O SR. ADEMIR ANDRADE (Bloco/PSB-PA. Pronuncia o seguinte discurso. Sem revisão do orador.) - Sr. Presidente, Srªs e Srs. Senadores, vou tratar de dois assuntos. Estou apresentando, neste instante, um projeto de lei que regulamenta a aposentadoria de todos os funcionários públicos que trabalham em autarquias, sejam federais, estaduais ou municipais, sob condições insalubres, penosas ou perigosas. Entendo estar fazendo justiça ao propor uma maneira toda especial de promover a sua aposentadoria.  

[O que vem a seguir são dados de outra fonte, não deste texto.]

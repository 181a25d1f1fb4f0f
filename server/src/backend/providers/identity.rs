//! Identity provider client.
//!
//! Talks to the identity-toolkit REST API (`accounts:signUp`,
//! `accounts:signInWithPassword`, `accounts:lookup`). Only the calls the
//! account service needs are implemented; tokens are passed through to the
//! client untouched.

use async_trait::async_trait;
use reqwest::{Client, Response};
use serde::{de::DeserializeOwned, Deserialize, Serialize};
use tracing::debug;

use super::{ProviderError, REQUEST_TIMEOUT};

pub const DEFAULT_IDENTITY_BASE_URL: &str = "https://identitytoolkit.googleapis.com/v1";

/// Tokens issued on a successful sign-in
#[derive(Debug, Clone, PartialEq)]
pub struct SignIn {
    pub uid: String,
    pub email: String,
    pub display_name: Option<String>,
    pub id_token: String,
    pub refresh_token: String,
    pub expires_in: String,
}

#[derive(Debug, Clone, PartialEq)]
pub struct IdentityUser {
    pub uid: String,
    pub email: String,
    pub display_name: Option<String>,
}

#[async_trait]
pub trait IdentityProvider: Send + Sync {
    /// Create an account and return its uid
    async fn create_account(
        &self,
        email: &str,
        password: &str,
        display_name: Option<&str>,
    ) -> Result<String, ProviderError>;

    async fn verify_credentials(&self, email: &str, password: &str) -> Result<SignIn, ProviderError>;

    async fn lookup_user(&self, uid: &str) -> Result<IdentityUser, ProviderError>;
}

#[derive(Serialize)]
#[serde(rename_all = "camelCase")]
struct SignUpRequest<'a> {
    email: &'a str,
    password: &'a str,
    #[serde(skip_serializing_if = "Option::is_none")]
    display_name: Option<&'a str>,
    return_secure_token: bool,
}

#[derive(Deserialize)]
#[serde(rename_all = "camelCase")]
struct SignUpResponse {
    local_id: String,
}

#[derive(Serialize)]
#[serde(rename_all = "camelCase")]
struct SignInRequest<'a> {
    email: &'a str,
    password: &'a str,
    return_secure_token: bool,
}

#[derive(Deserialize)]
#[serde(rename_all = "camelCase")]
struct SignInResponse {
    local_id: String,
    #[serde(default)]
    email: String,
    #[serde(default)]
    display_name: Option<String>,
    id_token: String,
    #[serde(default)]
    refresh_token: String,
    #[serde(default)]
    expires_in: String,
}

#[derive(Serialize)]
#[serde(rename_all = "camelCase")]
struct LookupRequest<'a> {
    local_id: [&'a str; 1],
}

#[derive(Deserialize)]
struct LookupResponse {
    #[serde(default)]
    users: Vec<LookupUser>,
}

#[derive(Deserialize)]
#[serde(rename_all = "camelCase")]
struct LookupUser {
    local_id: String,
    #[serde(default)]
    email: String,
    #[serde(default)]
    display_name: Option<String>,
}

#[derive(Deserialize)]
struct ErrorEnvelope {
    error: ErrorBody,
}

#[derive(Deserialize)]
struct ErrorBody {
    message: String,
}

/// reqwest client for the identity-toolkit REST API
#[derive(Clone)]
pub struct IdentityToolkitClient {
    client: Client,
    base_url: String,
    api_key: String,
    admin_token: Option<String>,
}

impl IdentityToolkitClient {
    pub fn new(
        base_url: impl Into<String>,
        api_key: impl Into<String>,
        admin_token: Option<String>,
    ) -> Result<Self, ProviderError> {
        let client = Client::builder().timeout(REQUEST_TIMEOUT).build()?;
        Ok(Self {
            client,
            base_url: base_url.into().trim_end_matches('/').to_string(),
            api_key: api_key.into(),
            admin_token,
        })
    }

    fn endpoint(&self, method: &str) -> String {
        format!("{}/accounts:{}", self.base_url, method)
    }

    async fn post<B, R>(&self, method: &str, body: &B, authorize: bool) -> Result<R, ProviderError>
    where
        B: Serialize + Sync,
        R: DeserializeOwned,
    {
        debug!("identity provider call accounts:{}", method);
        let mut request = self
            .client
            .post(self.endpoint(method))
            .query(&[("key", self.api_key.as_str())])
            .json(body);
        if authorize {
            if let Some(token) = &self.admin_token {
                request = request.bearer_auth(token);
            }
        }

        let response = request.send().await?;
        decode(response).await
    }
}

/// Decode a success body, or turn the provider's error envelope into
/// `ProviderError::Rejected`
async fn decode<R: DeserializeOwned>(response: Response) -> Result<R, ProviderError> {
    let status = response.status();
    let text = response.text().await?;

    if status.is_success() {
        return serde_json::from_str(&text)
            .map_err(|e| ProviderError::UnexpectedResponse(e.to_string()));
    }

    match serde_json::from_str::<ErrorEnvelope>(&text) {
        Ok(envelope) if status.is_client_error() => Err(ProviderError::Rejected(envelope.error.message)),
        Ok(envelope) => Err(ProviderError::UnexpectedResponse(format!(
            "{}: {}",
            status, envelope.error.message
        ))),
        Err(_) => Err(ProviderError::UnexpectedResponse(format!("{}: {}", status, text))),
    }
}

#[async_trait]
impl IdentityProvider for IdentityToolkitClient {
    async fn create_account(
        &self,
        email: &str,
        password: &str,
        display_name: Option<&str>,
    ) -> Result<String, ProviderError> {
        let response: SignUpResponse = self
            .post(
                "signUp",
                &SignUpRequest {
                    email,
                    password,
                    display_name,
                    return_secure_token: true,
                },
                false,
            )
            .await?;
        Ok(response.local_id)
    }

    async fn verify_credentials(&self, email: &str, password: &str) -> Result<SignIn, ProviderError> {
        let response: SignInResponse = self
            .post(
                "signInWithPassword",
                &SignInRequest {
                    email,
                    password,
                    return_secure_token: true,
                },
                false,
            )
            .await?;

        Ok(SignIn {
            uid: response.local_id,
            email: response.email,
            display_name: response.display_name.filter(|n| !n.is_empty()),
            id_token: response.id_token,
            refresh_token: response.refresh_token,
            expires_in: response.expires_in,
        })
    }

    async fn lookup_user(&self, uid: &str) -> Result<IdentityUser, ProviderError> {
        let response: LookupResponse = self
            .post("lookup", &LookupRequest { local_id: [uid] }, true)
            .await?;

        response
            .users
            .into_iter()
            .find(|user| user.local_id == uid)
            .map(|user| IdentityUser {
                uid: user.local_id,
                email: user.email,
                display_name: user.display_name.filter(|n| !n.is_empty()),
            })
            .ok_or_else(|| ProviderError::Rejected("USER_NOT_FOUND".to_string()))
    }
}
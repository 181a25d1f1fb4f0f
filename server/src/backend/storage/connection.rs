use anyhow::Result;
use sqlx::sqlite::{SqliteConnectOptions, SqliteJournalMode, SqlitePoolOptions};
use sqlx::SqlitePool;
use std::str::FromStr;
use std::sync::Arc;
use std::time::Duration;
use tracing::info;

/// DbConnection owns the SQLite pool backing the document store
#[derive(Clone)]
pub struct DbConnection {
    pool: Arc<SqlitePool>,
}

impl DbConnection {
    /// Open (creating if needed) the database at `url`
    pub async fn new(url: &str) -> Result<Self> {
        let options = SqliteConnectOptions::from_str(url)?
            .create_if_missing(true)
            .journal_mode(SqliteJournalMode::Wal)
            .busy_timeout(Duration::from_secs(5));

        let pool = SqlitePoolOptions::new()
            .max_connections(8)
            .connect_with(options)
            .await?;

        Self::setup_schema(&pool).await?;
        info!("Opened document database at {}", url);

        Ok(Self { pool: Arc::new(pool) })
    }

    /// Private in-memory database, used by tests and throwaway runs.
    ///
    /// A single connection keeps the database alive for the lifetime of the
    /// pool and gives every caller the same view of it.
    pub async fn in_memory() -> Result<Self> {
        let options = SqliteConnectOptions::from_str("sqlite::memory:")?;
        let pool = SqlitePoolOptions::new()
            .max_connections(1)
            .idle_timeout(None)
            .max_lifetime(None)
            .connect_with(options)
            .await?;

        Self::setup_schema(&pool).await?;

        Ok(Self { pool: Arc::new(pool) })
    }

    /// Get a reference to the connection pool
    pub fn pool(&self) -> &SqlitePool {
        &self.pool
    }

    async fn setup_schema(pool: &SqlitePool) -> Result<()> {
        // Top-level documents. `version` is bumped on every write.
        sqlx::query(
            r#"
            CREATE TABLE IF NOT EXISTS documents (
                collection TEXT NOT NULL,
                id TEXT NOT NULL,
                body TEXT NOT NULL,
                version INTEGER NOT NULL DEFAULT 0,
                updated_at DATETIME DEFAULT CURRENT_TIMESTAMP,
                PRIMARY KEY (collection, id)
            );
            "#,
        )
        .execute(pool)
        .await?;

        // Subcollection documents, ordered by `seq`
        sqlx::query(
            r#"
            CREATE TABLE IF NOT EXISTS subdocuments (
                seq INTEGER PRIMARY KEY AUTOINCREMENT,
                collection TEXT NOT NULL,
                parent_id TEXT NOT NULL,
                subcollection TEXT NOT NULL,
                id TEXT NOT NULL,
                body TEXT NOT NULL,
                created_at DATETIME DEFAULT CURRENT_TIMESTAMP,
                UNIQUE (collection, parent_id, subcollection, id)
            );
            "#,
        )
        .execute(pool)
        .await?;

        sqlx::query(
            r#"
            CREATE INDEX IF NOT EXISTS idx_subdocuments_parent
            ON subdocuments(collection, parent_id, subcollection, seq);
            "#,
        )
        .execute(pool)
        .await?;

        Ok(())
    }
}
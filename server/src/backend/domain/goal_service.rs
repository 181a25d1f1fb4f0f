//! Goal service domain logic.
//!
//! Creating and listing savings goals, and picking the single goal a user
//! should work on next.
//!
//! ## Business Rules
//!
//! - Goal name must not be empty
//! - Target amount must be positive; saving starts at zero
//! - Difficulty is one of easy/medium/hard and defaults to medium
//! - Goals are only completed externally; completed goals never rank

use chrono::Utc;
use rust_decimal::Decimal;
use std::sync::Arc;
use tracing::info;

use crate::backend::domain::commands::goal::{CreateGoalCommand, TopGoalResult};
use crate::backend::domain::errors::{DomainError, DomainResult};
use crate::backend::domain::goal_ranker::select_top_goal;
use crate::backend::domain::ledger_service::account_not_found;
use crate::backend::domain::models::entry::parse_amount;
use crate::backend::domain::models::goal::parse_deadline;
use crate::backend::domain::models::{Difficulty, Goal};
use crate::backend::storage::{AccountRepository, DocumentStore, GoalRepository};

#[derive(Clone)]
pub struct GoalService {
    accounts: AccountRepository,
    goals: GoalRepository,
}

impl GoalService {
    pub fn new(store: Arc<dyn DocumentStore>) -> Self {
        Self {
            accounts: AccountRepository::new(store.clone()),
            goals: GoalRepository::new(store),
        }
    }

    /// Create a new goal
    pub async fn add_goal(&self, command: CreateGoalCommand) -> DomainResult<Goal> {
        info!("Creating goal: {:?}", command);

        let goal_name = command
            .goal_name
            .as_deref()
            .map(str::trim)
            .filter(|name| !name.is_empty())
            .ok_or_else(|| DomainError::invalid("goalName is required"))?
            .to_string();

        let target_amount = parse_amount(command.target_amount.as_deref(), "targetAmount")?;
        if target_amount <= Decimal::ZERO {
            return Err(DomainError::invalid("targetAmount must be positive"));
        }

        let difficulty = match command.difficulty.as_deref().map(str::trim).filter(|d| !d.is_empty()) {
            Some(token) => token.parse::<Difficulty>()?,
            None => Difficulty::default(),
        };

        let deadline_date = match command.deadline_date.as_deref().map(str::trim).filter(|d| !d.is_empty()) {
            Some(text) => Some(parse_deadline(text)?),
            None => None,
        };

        self.require_account(&command.uid).await?;

        let goal = Goal {
            id: String::new(),
            goal_name,
            description: command.description.unwrap_or_default(),
            target_amount,
            current_saving: Decimal::ZERO,
            completed: false,
            difficulty,
            created_date: Utc::now(),
            deadline_date,
        };
        let goal = self.goals.add(&command.uid, goal).await?;

        info!("Successfully created goal: {}", goal.id);
        Ok(goal)
    }

    /// All goals of an account in creation order
    pub async fn list_goals(&self, uid: &str) -> DomainResult<Vec<Goal>> {
        info!("Listing goals for {}", uid);
        self.require_account(uid).await?;
        Ok(self.goals.list(uid).await?)
    }

    /// The highest priority incomplete goal
    pub async fn top_goal(&self, uid: &str) -> DomainResult<TopGoalResult> {
        info!("Selecting top goal for {}", uid);
        let goals = self.list_goals(uid).await?;
        let goal = select_top_goal(&goals).cloned();

        match &goal {
            Some(goal) => info!("Top goal for {} is {} ({})", uid, goal.id, goal.difficulty),
            None => info!("No uncompleted goals for {}", uid),
        }
        Ok(TopGoalResult { goal })
    }

    async fn require_account(&self, uid: &str) -> DomainResult<()> {
        if self.accounts.exists(uid).await? {
            Ok(())
        } else {
            Err(account_not_found(uid))
        }
    }
}

#[cfg(test)]
mod tests {
    use super::*;
    use crate::backend::domain::models::Account;
    use crate::backend::storage::repositories::account_repository::USERS_COLLECTION;
    use crate::backend::storage::repositories::goal_repository::GOALS_SUBCOLLECTION;
    use crate::backend::test_utils::TestEnvironment;
    use rust_decimal_macros::dec;
    use serde_json::json;

    async fn create_test_service() -> (GoalService, Arc<dyn DocumentStore>) {
        let env = TestEnvironment::new().await;
        AccountRepository::new(env.store.clone())
            .create("u1", &Account::new("ada@example.com", "Ada"))
            .await
            .unwrap();
        (GoalService::new(env.store.clone()), env.store)
    }

    fn create(name: &str, amount: &str, difficulty: Option<&str>) -> CreateGoalCommand {
        CreateGoalCommand {
            uid: "u1".to_string(),
            goal_name: Some(name.to_string()),
            description: None,
            target_amount: Some(amount.to_string()),
            difficulty: difficulty.map(str::to_string),
            deadline_date: None,
        }
    }

    #[tokio::test]
    async fn add_goal_applies_defaults() {
        let (service, _) = create_test_service().await;

        let goal = service.add_goal(create("laptop", "1500", None)).await.unwrap();
        assert!(!goal.id.is_empty());
        assert_eq!(goal.goal_name, "laptop");
        assert_eq!(goal.difficulty, Difficulty::Medium);
        assert_eq!(goal.current_saving, Decimal::ZERO);
        assert!(!goal.completed);
        assert!(goal.deadline_date.is_none());
        assert_eq!(service.list_goals("u1").await.unwrap(), vec![goal]);
    }

    #[tokio::test]
    async fn add_goal_parses_deadline() {
        let (service, _) = create_test_service().await;
        let goal = service
            .add_goal(CreateGoalCommand {
                deadline_date: Some("2026-12-31".to_string()),
                ..create("trip", "800", Some("easy"))
            })
            .await
            .unwrap();
        assert_eq!(goal.deadline_date.unwrap().to_rfc3339(), "2026-12-31T00:00:00+00:00");
    }

    #[tokio::test]
    async fn invalid_goals_are_rejected() {
        let (service, _) = create_test_service().await;

        for bad in [
            create("", "100", None),
            create("x", "0", None),
            create("x", "-1", None),
            create("x", "lots", None),
            create("x", "100", Some("impossible")),
            CreateGoalCommand {
                deadline_date: Some("next week".to_string()),
                ..create("x", "100", None)
            },
        ] {
            let err = service.add_goal(bad).await.unwrap_err();
            assert!(matches!(err, DomainError::InvalidArgument(_)), "{:?}", err);
        }
        assert!(service.list_goals("u1").await.unwrap().is_empty());
    }

    #[tokio::test]
    async fn goals_for_unknown_account_are_not_found() {
        let (service, _) = create_test_service().await;
        let command = CreateGoalCommand {
            uid: "ghost".to_string(),
            ..create("x", "100", None)
        };
        assert!(matches!(service.add_goal(command).await, Err(DomainError::NotFound(_))));
        assert!(matches!(service.top_goal("ghost").await, Err(DomainError::NotFound(_))));
    }

    #[tokio::test]
    async fn top_goal_prefers_hard_then_largest_target() {
        let (service, _) = create_test_service().await;
        service.add_goal(create("a", "100", Some("hard"))).await.unwrap();
        service.add_goal(create("b", "500", Some("medium"))).await.unwrap();
        service.add_goal(create("c", "50", Some("hard"))).await.unwrap();
        service.add_goal(create("d", "900", Some("easy"))).await.unwrap();

        let top = service.top_goal("u1").await.unwrap().goal.unwrap();
        assert_eq!(top.goal_name, "a");
        assert_eq!(top.target_amount, dec!(100));
    }

    #[tokio::test]
    async fn top_goal_without_incomplete_goals_is_none() {
        let (service, store) = create_test_service().await;
        assert!(service.top_goal("u1").await.unwrap().goal.is_none());

        store
            .add_to_subcollection(
                USERS_COLLECTION,
                "u1",
                GOALS_SUBCOLLECTION,
                &json!({
                    "goalName": "done",
                    "targetAmount": "1000",
                    "completed": true,
                    "difficulty": "hard",
                    "createdDate": "2025-01-01T00:00:00Z"
                }),
            )
            .await
            .unwrap();
        assert!(service.top_goal("u1").await.unwrap().goal.is_none());
    }

    #[tokio::test]
    async fn stored_goal_without_difficulty_ranks_as_medium() {
        let (service, store) = create_test_service().await;
        store
            .add_to_subcollection(
                USERS_COLLECTION,
                "u1",
                GOALS_SUBCOLLECTION,
                &json!({
                    "goalName": "legacy",
                    "targetAmount": 700,
                    "createdDate": "2025-01-01T00:00:00Z"
                }),
            )
            .await
            .unwrap();
        service.add_goal(create("easy-big", "5000", Some("easy"))).await.unwrap();
        service.add_goal(create("medium-small", "100", Some("medium"))).await.unwrap();

        let top = service.top_goal("u1").await.unwrap().goal.unwrap();
        assert_eq!(top.goal_name, "legacy");
        assert_eq!(top.difficulty, Difficulty::Medium);
    }
}
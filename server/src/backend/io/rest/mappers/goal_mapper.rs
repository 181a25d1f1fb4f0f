use shared::{CreateGoalRequest, GoalListResponse, TopGoalResponse};

use super::amount_text;
use crate::backend::domain::commands::goal::{CreateGoalCommand, TopGoalResult};
use crate::backend::domain::models::Goal;

pub struct GoalMapper;

impl GoalMapper {
    /// Convert a domain Goal to the shared Goal DTO
    pub fn to_dto(goal: Goal) -> shared::Goal {
        shared::Goal {
            id: goal.id,
            goal_name: goal.goal_name,
            description: goal.description,
            target_amount: goal.target_amount,
            current_saving: goal.current_saving,
            completed: goal.completed,
            difficulty: goal.difficulty.as_str().to_string(),
            created_date: goal.created_date.to_rfc3339(),
            deadline_date: goal.deadline_date.map(|d| d.to_rfc3339()),
        }
    }

    pub fn to_create_command(uid: String, request: CreateGoalRequest) -> CreateGoalCommand {
        CreateGoalCommand {
            uid,
            goal_name: request.goal_name,
            description: request.description,
            target_amount: amount_text(request.target_amount),
            difficulty: request.difficulty,
            deadline_date: request.deadline_date,
        }
    }

    pub fn to_list_response(goals: Vec<Goal>) -> GoalListResponse {
        GoalListResponse {
            goals: goals.into_iter().map(Self::to_dto).collect(),
        }
    }

    pub fn to_top_response(result: TopGoalResult) -> TopGoalResponse {
        match result.goal {
            Some(goal) => TopGoalResponse {
                goal: Some(Self::to_dto(goal)),
                message: None,
            },
            None => TopGoalResponse {
                goal: None,
                message: Some("No uncompleted goals".to_string()),
            },
        }
    }
}
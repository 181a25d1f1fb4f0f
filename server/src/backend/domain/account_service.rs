//! Account lifecycle: registration, login and the profile view.
//!
//! Credentials are checked by the identity provider; this service only keeps
//! the account document (profile fields and ledger) in step with it.

use chrono::Utc;
use std::sync::Arc;
use tracing::{info, warn};

use crate::backend::domain::commands::account::{LoginCommand, ProfileResult, RegisterCommand};
use crate::backend::domain::errors::{DomainError, DomainResult};
use crate::backend::domain::ledger_service::account_not_found;
use crate::backend::domain::models::Account;
use crate::backend::providers::{IdentityProvider, SignIn};
use crate::backend::storage::{AccountRepository, DocumentStore};

#[derive(Clone)]
pub struct AccountService {
    identity: Arc<dyn IdentityProvider>,
    accounts: AccountRepository,
}

impl AccountService {
    pub fn new(identity: Arc<dyn IdentityProvider>, store: Arc<dyn DocumentStore>) -> Self {
        Self {
            identity,
            accounts: AccountRepository::new(store),
        }
    }

    /// Create the identity and the account document; returns the new uid
    pub async fn register(&self, command: RegisterCommand) -> DomainResult<String> {
        info!("Registering account: {:?}", command);

        let email = command.email.trim();
        if email.is_empty() {
            return Err(DomainError::invalid("email is required"));
        }
        if command.password.is_empty() {
            return Err(DomainError::invalid("password is required"));
        }
        let name = command
            .name
            .as_deref()
            .map(str::trim)
            .filter(|n| !n.is_empty());

        let uid = self
            .identity
            .create_account(email, &command.password, name)
            .await?;

        self.accounts
            .create(&uid, &Account::new(email, name.unwrap_or_default()))
            .await?;

        info!("Registered account {}", uid);
        Ok(uid)
    }

    pub async fn login(&self, command: LoginCommand) -> DomainResult<SignIn> {
        info!("Login attempt: {:?}", command);

        if command.email.trim().is_empty() || command.password.is_empty() {
            return Err(DomainError::invalid("email and password are required"));
        }

        let sign_in = self
            .identity
            .verify_credentials(command.email.trim(), &command.password)
            .await?;

        if !self.accounts.touch_last_login(&sign_in.uid, Utc::now()).await? {
            warn!("Identity {} signed in without an account document", sign_in.uid);
        }

        info!("Login successful for {}", sign_in.uid);
        Ok(sign_in)
    }

    pub async fn profile(&self, uid: &str) -> DomainResult<ProfileResult> {
        info!("Getting profile for {}", uid);

        let user = self.identity.lookup_user(uid).await?;
        let account = self
            .accounts
            .get(uid)
            .await?
            .ok_or_else(|| account_not_found(uid))?;

        let name = user
            .display_name
            .or_else(|| Some(account.name.clone()).filter(|n| !n.is_empty()));

        Ok(ProfileResult {
            uid: user.uid,
            email: user.email,
            name,
            balance: account.balance,
        })
    }
}
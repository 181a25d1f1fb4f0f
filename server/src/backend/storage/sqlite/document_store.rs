//! SQLite implementation of [`DocumentStore`].
//!
//! Documents are stored as JSON text. Transactional updates run inside one
//! SQLite write transaction: the first statement claims the database write
//! lock, so the document is read, mutated and written back while no other
//! writer can touch it. Competing writers wait on the busy timeout instead of
//! failing.

use anyhow::{bail, Result};
use async_trait::async_trait;
use serde_json::{Map, Value};
use sqlx::{Row, Sqlite};
use tracing::debug;
use uuid::Uuid;

use crate::backend::storage::connection::DbConnection;
use crate::backend::storage::traits::{Document, DocumentMutation, DocumentStore, StoredDocument};

#[derive(Clone)]
pub struct SqliteDocumentStore {
    db: DbConnection,
}

impl SqliteDocumentStore {
    pub fn new(db: DbConnection) -> Self {
        Self { db }
    }

    async fn read_versioned<'e, E>(
        executor: E,
        collection: &str,
        id: &str,
    ) -> Result<Option<(Document, i64)>>
    where
        E: sqlx::Executor<'e, Database = Sqlite>,
    {
        let row = sqlx::query(
            r#"
            SELECT body, version
            FROM documents
            WHERE collection = ? AND id = ?
            "#,
        )
        .bind(collection)
        .bind(id)
        .fetch_optional(executor)
        .await?;

        match row {
            Some(r) => {
                let body: String = r.try_get("body")?;
                let version: i64 = r.try_get("version")?;
                Ok(Some((serde_json::from_str(&body)?, version)))
            }
            None => Ok(None),
        }
    }
}

#[async_trait]
impl DocumentStore for SqliteDocumentStore {
    async fn get(&self, collection: &str, id: &str) -> Result<Option<Document>> {
        Ok(Self::read_versioned(self.db.pool(), collection, id)
            .await?
            .map(|(document, _)| document))
    }

    async fn set(&self, collection: &str, id: &str, document: &Document) -> Result<()> {
        sqlx::query(
            r#"
            INSERT INTO documents (collection, id, body, version)
            VALUES (?, ?, ?, 0)
            ON CONFLICT (collection, id) DO UPDATE SET
                body = excluded.body,
                version = documents.version + 1,
                updated_at = CURRENT_TIMESTAMP
            "#,
        )
        .bind(collection)
        .bind(id)
        .bind(serde_json::to_string(document)?)
        .execute(self.db.pool())
        .await?;
        Ok(())
    }

    async fn update(&self, collection: &str, id: &str, fields: &Map<String, Value>) -> Result<bool> {
        let fields = fields.clone();
        let merged = self
            .update_with(
                collection,
                id,
                Box::new(move |document| {
                    let mut object = match document {
                        Value::Object(object) => object,
                        _ => bail!("cannot merge fields into a document that is not a JSON object"),
                    };
                    for (key, value) in &fields {
                        object.insert(key.clone(), value.clone());
                    }
                    Ok(Value::Object(object))
                }),
            )
            .await?;
        Ok(merged.is_some())
    }

    async fn update_with(
        &self,
        collection: &str,
        id: &str,
        mutation: DocumentMutation,
    ) -> Result<Option<Document>> {
        // Dropping `tx` on any early return rolls the transaction back
        let mut tx = self.db.pool().begin().await?;

        // A write as the first statement takes the write lock up front, so
        // the read below can never be stale.
        let claimed = sqlx::query(
            r#"
            UPDATE documents
            SET version = version
            WHERE collection = ? AND id = ?
            "#,
        )
        .bind(collection)
        .bind(id)
        .execute(&mut *tx)
        .await?;
        if claimed.rows_affected() == 0 {
            return Ok(None);
        }

        let (current, version) = match Self::read_versioned(&mut *tx, collection, id).await? {
            Some(found) => found,
            None => return Ok(None),
        };

        let updated = mutation(current)?;

        let result = sqlx::query(
            r#"
            UPDATE documents
            SET body = ?, version = version + 1, updated_at = CURRENT_TIMESTAMP
            WHERE collection = ? AND id = ? AND version = ?
            "#,
        )
        .bind(serde_json::to_string(&updated)?)
        .bind(collection)
        .bind(id)
        .bind(version)
        .execute(&mut *tx)
        .await?;
        if result.rows_affected() != 1 {
            bail!("document {}/{} changed while locked for update", collection, id);
        }

        tx.commit().await?;
        debug!("Updated {}/{} to version {}", collection, id, version + 1);

        Ok(Some(updated))
    }

    async fn add_to_subcollection(
        &self,
        collection: &str,
        id: &str,
        subcollection: &str,
        document: &Document,
    ) -> Result<String> {
        let document_id = Uuid::new_v4().to_string();

        sqlx::query(
            r#"
            INSERT INTO subdocuments (collection, parent_id, subcollection, id, body)
            VALUES (?, ?, ?, ?, ?)
            "#,
        )
        .bind(collection)
        .bind(id)
        .bind(subcollection)
        .bind(&document_id)
        .bind(serde_json::to_string(document)?)
        .execute(self.db.pool())
        .await?;

        Ok(document_id)
    }

    async fn stream_subcollection(
        &self,
        collection: &str,
        id: &str,
        subcollection: &str,
    ) -> Result<Vec<StoredDocument>> {
        let rows = sqlx::query(
            r#"
            SELECT id, body
            FROM subdocuments
            WHERE collection = ? AND parent_id = ? AND subcollection = ?
            ORDER BY seq ASC
            "#,
        )
        .bind(collection)
        .bind(id)
        .bind(subcollection)
        .fetch_all(self.db.pool())
        .await?;

        rows.into_iter()
            .map(|r| {
                let body: String = r.try_get("body")?;
                Ok(StoredDocument {
                    id: r.try_get("id")?,
                    data: serde_json::from_str(&body)?,
                })
            })
            .collect()
    }
}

Essa aposentadoria estava prevista no § 1°, do art. 40 da Constituição de 1988. Na verdade, nós estamos apresentando este projeto com muito atraso. Entretanto não existe nenhum outro projeto na Casa ou na Câmara dos Deputados que trate dessa matéria. São, portanto, onze anos de profunda injustiça que nós, Parlamentares, fizemos com todos os funcionários públicos do nosso País, que trabalham sob condições penosas, insalubres ou perigosas.  

A emenda que modificou a Previdência Social manteve essa condição no parágrafo 4º do art. 40 - anteriormente ela estava no parágrafo 1º do art. 40 -, de forma que cabe prontamente uma regulamentação por parte desta Casa, porque os funcionários públicos, de uma maneira geral, foram tão penalizados, culpados de todas as desgraças e de todas as calamidades - estão, inclusive, há cinco anos sem aumento - mas, felizmente, foi mantido esse ponto na reforma previdenciária.  

O parágrafo 4º do art. 40 determina que: "É vedada a adoção de requisitos e critérios diferenciados para concessão de aposentadorias aos abrangidos pelo regime de que trata o artigo, ressalvados os casos de atividades exercidas exclusivamente sob condições especiais que prejudiquem a saúde ou a integridade física, definidos em lei complementar."  

Assim, estou apresentando um projeto de lei complementar, que trata especificamente dos funcionários públicos federais, estaduais e municipais que trabalham sob essas condições.  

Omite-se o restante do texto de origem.